The Spanish Military Hospital Museum is located at 3 Aviles Street, St. Augustine, Florida. The museum covers the Second Spanish Period (1784-1821) medical practices. The museum is open seven days a week from 9 a.m. to 5 p.m. Tours start on demand throughout the day and cover a surgical demonstration, apothecary demonstration, and a visit to a medicinal herb garden.

==History==
During the British occupation of St. Augustine 1763-1783 a Scottish carpenter named William Watson purchased and remodeled the building into a dwelling. The hospital was a three part facility consisting of Hospital West (constructed in the First Spanish Period), Hospital East (constructed during the British Period) and the Apothecary in the William Watson House (constructed in the British Period). These three parts plus their outbuildings and gardens functioned as a hospital complex during the Second Spanish Period. Aviles Street (which runs between the two wings of the hospital) was called Hospital Street until it was renamed in 1924.

The hospital was strictly a military facility; only military were treated there and only military personnel worked on the staff.
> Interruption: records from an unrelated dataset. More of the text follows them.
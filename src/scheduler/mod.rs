//! Task dispatch: jobs, queue, workers and the reconciliation sweep.
//!
//! The scheduler is the asynchronous backbone of the pipeline. Intake drops
//! a `CorrectionJob` on the Redis-backed `JobQueue`; the `WorkerPool` pulls
//! jobs and runs them through the `CorrectionExecutor`; the `Reaper`
//! periodically repairs anything that fell off the happy path.

pub mod executor;
pub mod job;
pub mod queue;
pub mod reaper;
pub mod worker_pool;

pub use executor::{
    preflight, should_schedule_retry, CorrectionExecutor, DispatchError, JobDisposition,
    JobOutcome,
};
pub use job::CorrectionJob;
pub use queue::{JobQueue, QueueError, QueueStats};
pub use reaper::{Reaper, SweepReport};
pub use worker_pool::{PoolError, PoolStats, WorkerPool};
//! Pipeline configuration.
//!
//! Configuration is env-driven with sensible defaults, covering storage,
//! queue, worker pool, task-level retry and the provider gateway.

use std::str::FromStr;
use std::time::Duration;

use thiserror::Error;

/// Errors that can occur during configuration operations.
#[derive(Debug, Error)]
pub enum ConfigError {
    /// A required environment variable is missing.
    #[error("Missing environment variable: {0}")]
    MissingEnvVar(String),

    /// An environment variable has an invalid value.
    #[error("Invalid value for {key}: {message}")]
    InvalidValue { key: String, message: String },

    /// Configuration validation failed.
    #[error("Configuration validation failed: {0}")]
    ValidationFailed(String),
}

/// Provider gateway configuration.
#[derive(Debug, Clone)]
pub struct GatewayConfig {
    /// Provider identifier selecting the backend ("deepseek", "openai",
    /// "synthetic"). Selection happens here, never at call sites.
    pub provider: String,
    /// API key. When absent the gateway runs in degraded mode and returns
    /// clearly-tagged synthetic responses.
    pub api_key: Option<String>,
    /// Base URL of the provider's chat-completions endpoint.
    pub base_url: String,
    /// Model identifier sent to the provider.
    pub model: String,
    /// Grade level passed with every correction request.
    pub default_grade: String,
    /// Wall-clock budget for a single provider call.
    pub call_timeout: Duration,
    /// Gateway-level retry ceiling for transient errors.
    pub max_retries: u32,
    /// Base delay for gateway exponential backoff.
    pub retry_base_delay: Duration,
}

impl Default for GatewayConfig {
    fn default() -> Self {
        Self {
            provider: "deepseek".to_string(),
            api_key: None,
            base_url: "https://api.deepseek.com/v1".to_string(),
            model: "deepseek-chat".to_string(),
            default_grade: "junior".to_string(),
            call_timeout: Duration::from_secs(60),
            max_retries: 3,
            retry_base_delay: Duration::from_millis(1000),
        }
    }
}

/// Top-level pipeline configuration.
#[derive(Debug, Clone)]
pub struct AppConfig {
    // Storage
    /// PostgreSQL connection URL.
    pub database_url: String,

    // Queue
    /// Redis connection URL.
    pub redis_url: String,
    /// Name of the correction job queue.
    pub queue_name: String,

    // Worker pool
    /// Number of concurrent workers.
    pub num_workers: usize,
    /// How long a worker blocks waiting for a job.
    pub poll_interval: Duration,
    /// Maximum wall-clock time for processing one job.
    pub job_timeout: Duration,
    /// Timeout for graceful pool shutdown.
    pub shutdown_timeout: Duration,

    // Task-level retry (distinct from gateway-level retry)
    /// Maximum correction attempts per essay before terminal failure.
    pub max_attempts: u32,
    /// Delay before a failed correction is re-attempted. Minutes, not
    /// seconds: a task retry repeats the whole correction including a fresh
    /// gateway call.
    pub retry_delay: Duration,

    // Reconciliation sweep
    /// Interval between sweep passes.
    pub sweep_interval: Duration,
    /// An essay stuck in `correcting` longer than this is considered
    /// orphaned and reset.
    pub stale_after: Duration,
    /// An essay stuck in `pending` longer than this is re-dispatched
    /// (covers a lost enqueue).
    pub pending_redispatch_after: Duration,

    /// Provider gateway settings.
    pub gateway: GatewayConfig,
}

impl Default for AppConfig {
    fn default() -> Self {
        Self {
            database_url: "postgres://localhost/redink".to_string(),
            redis_url: "redis://localhost:6379".to_string(),
            queue_name: "corrections".to_string(),
            num_workers: 4,
            poll_interval: Duration::from_secs(1),
            job_timeout: Duration::from_secs(300),
            shutdown_timeout: Duration::from_secs(60),
            max_attempts: 3,
            retry_delay: Duration::from_secs(120),
            sweep_interval: Duration::from_secs(60),
            stale_after: Duration::from_secs(600),
            pending_redispatch_after: Duration::from_secs(300),
            gateway: GatewayConfig::default(),
        }
    }
}

impl AppConfig {
    /// Creates a configuration with default values.
    pub fn new() -> Self {
        Self::default()
    }

    /// Creates configuration from environment variables.
    ///
    /// # Environment Variables
    ///
    /// - `DATABASE_URL`: PostgreSQL connection URL
    /// - `REDIS_URL`: Redis connection URL
    /// - `REDINK_QUEUE_NAME`: queue name (default: corrections)
    /// - `REDINK_NUM_WORKERS`: worker count (default: 4)
    /// - `REDINK_POLL_INTERVAL_SECS`: dequeue wait (default: 1)
    /// - `REDINK_JOB_TIMEOUT_SECS`: per-job budget (default: 300)
    /// - `REDINK_SHUTDOWN_TIMEOUT_SECS`: graceful shutdown (default: 60)
    /// - `REDINK_MAX_ATTEMPTS`: task-level attempt ceiling (default: 3)
    /// - `REDINK_RETRY_DELAY_SECS`: delay before re-attempt (default: 120)
    /// - `REDINK_SWEEP_INTERVAL_SECS`: sweep cadence (default: 60)
    /// - `REDINK_STALE_AFTER_SECS`: correcting staleness (default: 600)
    /// - `REDINK_PENDING_AFTER_SECS`: pending re-dispatch (default: 300)
    /// - `REDINK_PROVIDER`: grading backend (default: deepseek)
    /// - `REDINK_API_KEY`: provider credentials (optional; synthetic mode
    ///   without it)
    /// - `REDINK_BASE_URL`, `REDINK_MODEL`, `REDINK_GRADE`
    /// - `REDINK_CALL_TIMEOUT_SECS`, `REDINK_GATEWAY_RETRIES`,
    ///   `REDINK_GATEWAY_RETRY_DELAY_MS`
    pub fn from_env() -> Result<Self, ConfigError> {
        let mut config = Self::default();

        if let Ok(val) = std::env::var("DATABASE_URL") {
            config.database_url = val;
        }
        if let Ok(val) = std::env::var("REDIS_URL") {
            config.redis_url = val;
        }
        if let Ok(val) = std::env::var("REDINK_QUEUE_NAME") {
            config.queue_name = val;
        }
        if let Ok(val) = std::env::var("REDINK_NUM_WORKERS") {
            config.num_workers = parse_env_value(&val, "REDINK_NUM_WORKERS")?;
        }
        if let Ok(val) = std::env::var("REDINK_POLL_INTERVAL_SECS") {
            config.poll_interval = parse_env_secs(&val, "REDINK_POLL_INTERVAL_SECS")?;
        }
        if let Ok(val) = std::env::var("REDINK_JOB_TIMEOUT_SECS") {
            config.job_timeout = parse_env_secs(&val, "REDINK_JOB_TIMEOUT_SECS")?;
        }
        if let Ok(val) = std::env::var("REDINK_SHUTDOWN_TIMEOUT_SECS") {
            config.shutdown_timeout = parse_env_secs(&val, "REDINK_SHUTDOWN_TIMEOUT_SECS")?;
        }
        if let Ok(val) = std::env::var("REDINK_MAX_ATTEMPTS") {
            config.max_attempts = parse_env_value(&val, "REDINK_MAX_ATTEMPTS")?;
        }
        if let Ok(val) = std::env::var("REDINK_RETRY_DELAY_SECS") {
            config.retry_delay = parse_env_secs(&val, "REDINK_RETRY_DELAY_SECS")?;
        }
        if let Ok(val) = std::env::var("REDINK_SWEEP_INTERVAL_SECS") {
            config.sweep_interval = parse_env_secs(&val, "REDINK_SWEEP_INTERVAL_SECS")?;
        }
        if let Ok(val) = std::env::var("REDINK_STALE_AFTER_SECS") {
            config.stale_after = parse_env_secs(&val, "REDINK_STALE_AFTER_SECS")?;
        }
        if let Ok(val) = std::env::var("REDINK_PENDING_AFTER_SECS") {
            config.pending_redispatch_after = parse_env_secs(&val, "REDINK_PENDING_AFTER_SECS")?;
        }

        if let Ok(val) = std::env::var("REDINK_PROVIDER") {
            config.gateway.provider = val;
        }
        if let Ok(val) = std::env::var("REDINK_API_KEY") {
            if !val.trim().is_empty() {
                config.gateway.api_key = Some(val);
            }
        }
        if let Ok(val) = std::env::var("REDINK_BASE_URL") {
            config.gateway.base_url = val;
        }
        if let Ok(val) = std::env::var("REDINK_MODEL") {
            config.gateway.model = val;
        }
        if let Ok(val) = std::env::var("REDINK_GRADE") {
            config.gateway.default_grade = val;
        }
        if let Ok(val) = std::env::var("REDINK_CALL_TIMEOUT_SECS") {
            config.gateway.call_timeout = parse_env_secs(&val, "REDINK_CALL_TIMEOUT_SECS")?;
        }
        if let Ok(val) = std::env::var("REDINK_GATEWAY_RETRIES") {
            config.gateway.max_retries = parse_env_value(&val, "REDINK_GATEWAY_RETRIES")?;
        }
        if let Ok(val) = std::env::var("REDINK_GATEWAY_RETRY_DELAY_MS") {
            let ms: u64 = parse_env_value(&val, "REDINK_GATEWAY_RETRY_DELAY_MS")?;
            config.gateway.retry_base_delay = Duration::from_millis(ms);
        }

        config.validate()?;
        Ok(config)
    }

    /// Validates the configuration.
    pub fn validate(&self) -> Result<(), ConfigError> {
        if self.num_workers == 0 {
            return Err(ConfigError::ValidationFailed(
                "num_workers must be at least 1".to_string(),
            ));
        }
        if self.max_attempts == 0 {
            return Err(ConfigError::ValidationFailed(
                "max_attempts must be at least 1".to_string(),
            ));
        }
        if self.gateway.max_retries == 0 {
            return Err(ConfigError::ValidationFailed(
                "gateway max_retries must be at least 1".to_string(),
            ));
        }
        if self.stale_after < self.job_timeout {
            return Err(ConfigError::ValidationFailed(format!(
                "stale_after ({:?}) must not be shorter than job_timeout ({:?})",
                self.stale_after, self.job_timeout
            )));
        }
        Ok(())
    }
}

/// Parses an environment variable value into the requested type.
fn parse_env_value<T: FromStr>(val: &str, key: &str) -> Result<T, ConfigError>
where
    T::Err: std::fmt::Display,
{
    val.parse().map_err(|e| ConfigError::InvalidValue {
        key: key.to_string(),
        message: format!("{}", e),
    })
}

/// Parses an environment variable value as a duration in whole seconds.
fn parse_env_secs(val: &str, key: &str) -> Result<Duration, ConfigError> {
    let secs: u64 = parse_env_value(val, key)?;
    Ok(Duration::from_secs(secs))
}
Hospital West burned in 1818 and the remaining parts of the hospital stayed in operation until two years into the American Territorial Period and officially closed down in 1823. Hospital East was destroyed in the fire of 1895. The Watson House still stands today.

==Reconstruction==
Early in 1966, the St. Augustine Historical Restoration and Preservation Commission (later renamed the Historic St. Augustine Preservation Board) reconstructed the Spanish Military Hospital as it appeared in the 1790s on its original foundations. Upon its completion, a suggestion was made by Dr. William M. Straight, historian of the Florida Medical Association, that the building be utilized as a medical museum. The idea was enthusiastically received by the commission, and plans were accordingly drawn. A local coordinating committee, headed by Dr. James DeVito, was appointed and funds sought from the Medical Association's membership beginning in 1967. The reconstructed Hospital East building was dedicated and opened to the public in 1968. Shops now exist on the lot where Hospital West was located.

==Museum==
The reconstructed Hospital East building was opened in 1968. On the second floor, the Medical Museum was dedicated and opened to the public in July 1973. It was jointly sponsored by the Florida Medical Association, its Woman's Auxiliary, and the Historic St. Augustine Preservation Board and included exhibits about medical history. However, due to costs, the building was closed in 1977. The property was leased for commercial purposes until 1990, when the Historic St. Augustine Preservation Board reopened the museum on July 20 as part of the Restored San Agustín Antiguo living history program. Today, the building is owned by the State of Florida, managed on its behalf by the University of Florida, and operated by a private business. Tours recreate the hospital practices of the late 18th century. They include a full surgical demonstration of procedures done at the time, an apothecary demonstration discussing the medicines used and their manufacture, and a tour of the medicinal herb gardens.